近幾年來，企業界正面臨著全球化、客製化、快速回應和快速的科技變遷等重要環境因素的挑戰。企業必須增加提供藉由品質、功能等等差異化的不同產品來滿足消費者善變的喜好和不同支付費用的意願。且企業界不能僅只考慮產品與流程設計，還要專注在如何支援前述的服務目標、減少預測的誤差和平衡預算。而模組化、延遲和資訊分享三者是有關於產品與流程再設計的關鍵議題，也是企業界為了適應環境挑戰的趨勢而廣為採用的方法。因此，對企業界來說，管理多項目存貨系統漸漸地變成是其重要的策略之ㄧ。許多的研究探討了項目間具有獨立需求之多項目存貨系統。然而，存在項目間的交互作用略在具有獨立需求之多項目存貨系統中被忽略掉了。此外，有些學者在他們所規劃的存貨模型中，引進一些不同的成本構面，更實用地被用來修飾變動成本。以此方式，我們將引進服務成本，它被定義成與服務水準成比例。在本論文中，針對具有相互需求之多項目存貨控制系統，發展(Q, r)模型(連續盤點)來尋求最佳化的決策變數(批量與再訂購點)。我們的目標是，在考量最小化期望總成本和由環境因素的挑戰所引起一些限制條件下，去尋求最佳化的存貨管理策略。當服務水準為非凸函數時，本篇所規劃的模式將形成一個非線性最佳化的問題。所以，針對我們所規畫的模組，修改一些知名求解非線性最佳化問題的方法與程序，用來發展啟發式求解的方法與程序，並將與其他知名的方法或程序之所得結果做個比較。

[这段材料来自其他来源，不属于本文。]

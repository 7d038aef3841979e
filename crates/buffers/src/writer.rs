//! Little-endian binary writer with auto-growing capacity.

/// A binary buffer writer that grows automatically as needed.
///
/// # Example
///
/// ```
/// use bos_buffers::Writer;
///
/// let mut writer = Writer::new();
/// writer.u8(0x01);
/// writer.u16(0x0203);
/// let data = writer.flush();
/// assert_eq!(data, [0x01, 0x03, 0x02]);
/// ```
pub struct Writer {
    /// The underlying byte buffer.
    pub uint8: Vec<u8>,
    /// Position where last flush happened.
    pub x0: usize,
    /// Current cursor position.
    pub x: usize,
    /// Allocation size when buffer needs to grow.
    alloc_size: usize,
}

impl Default for Writer {
    fn default() -> Self {
        Self::new()
    }
}

impl Writer {
    /// Creates a new writer with default allocation size (4KB).
    pub fn new() -> Self {
        Self::with_alloc_size(4 * 1024)
    }

    /// Creates a new writer with custom allocation size.
    pub fn with_alloc_size(alloc_size: usize) -> Self {
        Self {
            uint8: vec![0u8; alloc_size],
            x0: 0,
            x: 0,
            alloc_size,
        }
    }

    /// Ensures the buffer has at least `capacity` bytes available.
    pub fn ensure_capacity(&mut self, capacity: usize) {
        let remaining = self.uint8.len() - self.x;
        if remaining < capacity {
            let total = self.uint8.len() - self.x0;
            let required = capacity - remaining;
            let total_required = total + required;
            let new_size = if total_required <= self.alloc_size {
                self.alloc_size
            } else {
                total_required * 2
            };
            self.grow(new_size);
        }
    }

    fn grow(&mut self, new_size: usize) {
        let x0 = self.x0;
        let x = self.x;
        let mut new_buf = vec![0u8; new_size];
        new_buf[..x - x0].copy_from_slice(&self.uint8[x0..x]);
        self.uint8 = new_buf;
        self.x = x - x0;
        self.x0 = 0;
    }

    /// Resets the flush position.
    pub fn reset(&mut self) {
        self.x0 = self.x;
    }

    /// Number of bytes written since the last flush.
    pub fn len(&self) -> usize {
        self.x - self.x0
    }

    pub fn is_empty(&self) -> bool {
        self.len() == 0
    }

    /// Returns the written data and advances the flush position.
    pub fn flush(&mut self) -> Vec<u8> {
        let result = self.uint8[self.x0..self.x].to_vec();
        self.x0 = self.x;
        result
    }

    /// Overwrites four already-written bytes at `offset` (relative to the
    /// flush position) with `val`.
    ///
    /// Used to back-fill length headers once the payload size is known.
    /// Panics if the range was not written yet.
    pub fn patch_u32(&mut self, offset: usize, val: u32) {
        let at = self.x0 + offset;
        assert!(at + 4 <= self.x, "patch_u32 outside written range");
        self.uint8[at..at + 4].copy_from_slice(&val.to_le_bytes());
    }

    #[inline]
    pub fn u8(&mut self, val: u8) {
        self.ensure_capacity(1);
        self.uint8[self.x] = val;
        self.x += 1;
    }

    #[inline]
    pub fn i8(&mut self, val: i8) {
        self.u8(val as u8);
    }

    #[inline]
    pub fn u16(&mut self, val: u16) {
        self.buf(&val.to_le_bytes());
    }

    #[inline]
    pub fn i16(&mut self, val: i16) {
        self.buf(&val.to_le_bytes());
    }

    #[inline]
    pub fn u32(&mut self, val: u32) {
        self.buf(&val.to_le_bytes());
    }

    #[inline]
    pub fn i32(&mut self, val: i32) {
        self.buf(&val.to_le_bytes());
    }

    #[inline]
    pub fn u64(&mut self, val: u64) {
        self.buf(&val.to_le_bytes());
    }

    #[inline]
    pub fn i64(&mut self, val: i64) {
        self.buf(&val.to_le_bytes());
    }

    #[inline]
    pub fn f32(&mut self, val: f32) {
        self.buf(&val.to_le_bytes());
    }

    #[inline]
    pub fn f64(&mut self, val: f64) {
        self.buf(&val.to_le_bytes());
    }

    /// Writes a byte slice.
    pub fn buf(&mut self, buf: &[u8]) {
        let length = buf.len();
        self.ensure_capacity(length);
        self.uint8[self.x..self.x + length].copy_from_slice(buf);
        self.x += length;
    }

    /// Writes a UTF-8 string. Returns the number of bytes written.
    pub fn utf8(&mut self, s: &str) -> usize {
        self.buf(s.as_bytes());
        s.len()
    }
}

Globalization, customization, quick response and rapid technology changes are important environmental challenges facing enterprises in recent years. Firms increasingly must offer differentiated products that are differentiated in terms of quality, function, and so on to target fickle customer preferences as well as different levels of willingness to pay. Enterprises should not only consider product and process design, but also to emphasize how to support these mentioned service objects, reduce the forecast errors and balance their budget. Modularization, postponement and information sharing are the key issues related to product and process redesign that are required in adapting enterprises to the tendency of environmental challenges. Hence, managing the multi-item inventory system is becoming one of the important policies for enterprises. Literatures have explored the multi-item inventory system with independent demand among different items. However, there are interaction effects that should not be overlooked in the multi-item inventory system with independent demand. Moreover, some scholars have introduced different aspects of cost into their models for modifying the variable cost pragmatically. Thus, the service cost is introduced and defined in proportion to the service level. In this thesis, the (Q, r) model (continuous review) is developed to find the optimal decision variables (the lot size and reorder point) for a multi-item inventory control system with interactions between necessary and optional components. Our objective is to find the optimal inventory management policies under the consideration of minimizing the expected total costs and some constraints caused by the environmental challenges. These models are formulated as nonlinear optimization problems as the service level is nonlinear. Some known procedures are revised to solve some of these problems and the results are compared with other known procedures.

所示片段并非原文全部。